MTT assay for the proliferation of T24 cells
When the T24 cell confluence reached 30%, the medium was refreshed and lentiviral transfection of the three groups was performed according to the aforementioned protocol. After 12, 24, 48, 72 or 96 h, MTT (20 mg/ml; Amresco LLC, Solon, OH, USA) was added and incubated for 4 h, followed by addition of 150 μl dimethyl sulfoxide (Sigma-Aldrich, St. Louis, MO, USA). After shaking for 10 min, the absorbance was measured at 570 nm using a microplate reader (Thermo Multiskan MK3; Thermoelectric Electronics Co., Ltd, Shanghai, China).
Flow cytometric analysis for determination of cell cycle progression and apoptosis
Flow cytometric analysis (FACS Calibur; BD Biosciences, Franklin Lakes, NJ, USA) was used to detect the cell cycle progression and apoptosis. The cells were stained with propidium iodide (PI; KGI Biotechnology Development Co. Ltd., Nanjing, China), followed by detection of the cell cycle progression. The cell suspension was prepared and the degree of apoptosis was detected using an Annexin V-APC kit (Promega, Madison, WI, USA). Briefly, cells were scraped, washed twice with PBS and centrifuged. Cells were incubated in 1X binding buffer containing Annexin V-APC and PI in dark for 15 min. Apoptotic cells were examined using flow cytometry. Each sample was analyzed in triplicate.
Matrigel Transwell assay for cell invasion
Matrigel invasion chambers (Promega) were hydrated for 4 h prior to the initiation of the invasion assay. After transfection for ~72 h, log-phase cells (4×104/ml) cultured in α-MEM without FBS were seeded in the upper chamber of the wells, while the lower chambers were filled with 500 μl complete α-MEM supplemented with 10% FBS. The cells were allowed to migrate for 10 h, followed by the invasion assay. Three fields in the central and surrounding parts of each membrane were randomly selected for counting. The experiments were performed in triplicate and the data were compared with the negative control group.
Enzyme-linked immunosorbent assay (ELISA)
After transfection for ~72 h, the T24 cells were collected for ELISA. The concentrations of matrix metalloproteinase (MMP)-9 and MMP-2 in the cell culture supernatants were quantified using MMP-9 and MMP-2 ELISA kits (R&D Systems, Minneapolis, MN, USA). Each assay was performed five times.
Statistical analysis
SAS 9.0 software (SAS Institute, Inc., Cary, NC, USA) was used for statistical analysis. Western blots were quantified by measuring the relative density of protein bands recognized by a particular antibody using the Image J software. The results are expressed as the mean ± standard deviation. Statistical analysis was conducted with Student’s t-test for comparison of two groups and P<0.05 was considered to indicate a statistically significant difference.
Results
Expression of OPN is clearly inhibited by RNAi
T24 cells were cultured in vitro for 24 h. The positive expression rate of GFP was detected by fluorescence microscopy 48 h after lentiviral infection of T24 cells. The results indicated that the infection efficiency was >90%. The relative mRNA expression levels of OPN were detected by RT-qPCR 5 days after lentiviral infection of T24 cells. The relative protein expression levels of OPN were detected using western blot analysis 6 days subsequent to lentiviral transfection of T24 cells. The results revealed that the OPN expression level in the interference group was significantly lower compared with the negative control and empty plasmid groups (P<0.05; Fig. 1).

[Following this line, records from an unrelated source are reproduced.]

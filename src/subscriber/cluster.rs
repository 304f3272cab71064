use std::{fmt::Debug, hash::Hash, sync::Arc};

use futures::{stream, StreamExt, TryStreamExt};
use k8s_openapi::api::core::v1::ObjectReference;
use kube_client::{api::PostParams, discovery, Api, Client};
use kube_core::{gvk::GroupVersion, ApiResource, DynamicObject, Resource};
use kube_runtime::{
    events::{self, Reporter},
    reflector, watcher, WatchStreamExt,
};
use serde::de::DeserializeOwned;

use super::{
    ConfigObjectSpec, Event, Lister, ObjectStore, QualifiedName, StatusWriter, Subscription,
};
use crate::{
    addon::{AddonKey, ManagedClusterAddOn},
    recorder::{Reason, Recorder},
    Error, Result,
};

/// Object store and write API backed by a Kubernetes apiserver.
#[derive(Clone)]
pub struct KubeStore {
    client: Client,
    watcher_config: watcher::Config,
}

impl KubeStore {
    pub fn new(client: Client) -> Self {
        Self {
            client,
            watcher_config: watcher::Config::default(),
        }
    }

    /// Base watcher configuration for every subscription, e.g. a label selector for addons.
    pub fn with_watcher_config(mut self, watcher_config: watcher::Config) -> Self {
        self.watcher_config = watcher_config;
        self
    }

    /// Resolves the runtime-typed coordinates to a served [`ApiResource`].
    async fn resolve(&self, spec: &ConfigObjectSpec) -> Result<ApiResource> {
        let group_version = GroupVersion::gv(&spec.group, &spec.version);
        let group = discovery::pinned_group(&self.client, &group_version).await?;
        group
            .recommended_resources()
            .into_iter()
            .map(|(resource, _capabilities)| resource)
            .find(|resource| resource.plural == spec.resource)
            .ok_or_else(|| {
                Error::UnknownResource(format!("{}/{}", group_version.api_version(), spec.resource))
            })
    }
}

impl ObjectStore for KubeStore {
    async fn addons(&self) -> Result<Subscription<ManagedClusterAddOn>> {
        let api = Api::<ManagedClusterAddOn>::all(self.client.clone());
        Ok(subscribe(api, self.watcher_config.clone(), ()))
    }

    async fn config_object(&self, spec: &ConfigObjectSpec) -> Result<Subscription<DynamicObject>> {
        let resource = self.resolve(spec).await?;
        let api = match &spec.namespace {
            Some(namespace) => Api::namespaced_with(self.client.clone(), namespace, &resource),
            None => Api::all_with(self.client.clone(), &resource),
        };
        // the server filters on name, so the local store holds at most one object
        let watcher_config = self
            .watcher_config
            .clone()
            .fields(&format!("metadata.name={}", spec.name));
        Ok(subscribe(api, watcher_config, resource))
    }
}

impl StatusWriter for KubeStore {
    async fn update_status(&self, addon: &ManagedClusterAddOn) -> Result<()> {
        let key = addon.key();
        let api = Api::<ManagedClusterAddOn>::namespaced(self.client.clone(), &key.namespace);
        let data = serde_json::to_vec(addon)?;

        match api.replace_status(&key.name, &PostParams::default(), data).await {
            Ok(_) => Ok(()),
            Err(kube_client::Error::Api(response)) if response.code == 409 => {
                Err(Error::Conflict(key))
            }
            Err(kube_client::Error::Api(response)) if response.code == 404 => {
                Err(Error::NotFound(key))
            }
            Err(err) => Err(err.into()),
        }
    }
}

/// Reflects the objects of `api` into a store and reports every touched object as an [`Event`].
///
/// A watcher restart re-delivers every listed object.
fn subscribe<K>(
    api: Api<K>,
    watcher_config: watcher::Config,
    dyntype: K::DynamicType,
) -> Subscription<K>
where
    K: Resource + Clone + Debug + DeserializeOwned + Send + Sync + 'static,
    K::DynamicType: Clone + Eq + Hash + Send + Sync,
{
    let writer = reflector::store::Writer::new(dyntype.clone());
    let store = writer.as_reader();

    let events = reflector(writer, watcher(api, watcher_config))
        .default_backoff()
        .map_ok(|event| stream::iter(touched(event)).map(Ok))
        .try_flatten()
        .map_err(Error::Watch)
        .boxed();

    Subscription {
        lister: Arc::new(StoreLister { store, dyntype }),
        events,
    }
}

fn touched<K: Resource>(event: watcher::Event<K>) -> Vec<Event> {
    match event {
        watcher::Event::Applied(object) => vec![Event {
            key: QualifiedName::from_resource(&object),
            exists: true,
        }],
        watcher::Event::Deleted(object) => vec![Event {
            key: QualifiedName::from_resource(&object),
            exists: false,
        }],
        watcher::Event::Restarted(objects) => objects
            .iter()
            .map(|object| Event {
                key: QualifiedName::from_resource(object),
                exists: true,
            })
            .collect(),
    }
}

/// [`Lister`] over a reflector store.
pub struct StoreLister<K>
where
    K: Resource + 'static,
    K::DynamicType: Clone + Eq + Hash,
{
    store: reflector::Store<K>,
    dyntype: K::DynamicType,
}

impl<K> Lister<K> for StoreLister<K>
where
    K: Resource + Clone + Send + Sync + 'static,
    K::DynamicType: Clone + Eq + Hash + Send + Sync,
{
    fn get(&self, key: &QualifiedName) -> Option<Arc<K>> {
        let mut object_ref = reflector::ObjectRef::new_with(&key.name, self.dyntype.clone());
        if let Some(namespace) = &key.namespace {
            object_ref = object_ref.within(namespace);
        }
        self.store.get(&object_ref)
    }

    fn keys(&self) -> Vec<QualifiedName> {
        self.store
            .state()
            .iter()
            .map(|object| QualifiedName::from_resource(object.as_ref()))
            .collect()
    }
}

/// Publishes supervisor events as Kubernetes `Event` objects attached to the addon.
#[derive(Clone)]
pub struct KubeRecorder {
    client: Client,
    reporter: Reporter,
}

impl KubeRecorder {
    pub fn new(client: Client, controller: impl Into<String>) -> Self {
        Self {
            client,
            reporter: Reporter {
                controller: controller.into(),
                instance: None,
            },
        }
    }
}

impl Recorder for KubeRecorder {
    fn record(&self, addon: &AddonKey, reason: Reason, note: String) {
        let reference = ObjectReference {
            api_version: Some(ManagedClusterAddOn::api_version(&()).into_owned()),
            kind: Some(ManagedClusterAddOn::kind(&()).into_owned()),
            namespace: Some(addon.namespace.clone()),
            name: Some(addon.name.clone()),
            ..Default::default()
        };
        let publisher =
            events::Recorder::new(self.client.clone(), self.reporter.clone(), reference);
        let addon = addon.clone();

        tokio::spawn(async move {
            let event = events::Event {
                type_: events::EventType::Normal,
                reason: reason.to_string(),
                note: Some(note),
                action: reason.action().to_owned(),
                secondary: None,
            };
            if let Err(err) = publisher.publish(event).await {
                log::warn!("Cannot publish {reason} event for addon {addon}: {err}");
            }
        });
    }
}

Effect of OPN-RNAi on the growth of T24 cells
The results of the MTT assay demonstrated that the growth rate of cell proliferation was gradually reduced in the interference group over 96 h. Cell proliferation was significantly reduced compared with the control groups after 48 h (P<0.05; Fig. 2C).
Cell cycle analysis by flow cytometry
The results of the cell cycle analysis revealed that a number cells were blocked in G1 phase in the interference group (Fig. 2). A significant difference was observed between the number of cells in the G1/S phase in the interference group compared with the negative control and empty plasmid groups (P<0.01). G2/M-phase cells in the interference group were significantly less compared with those in the negative control and empty plasmid groups (P<0.05).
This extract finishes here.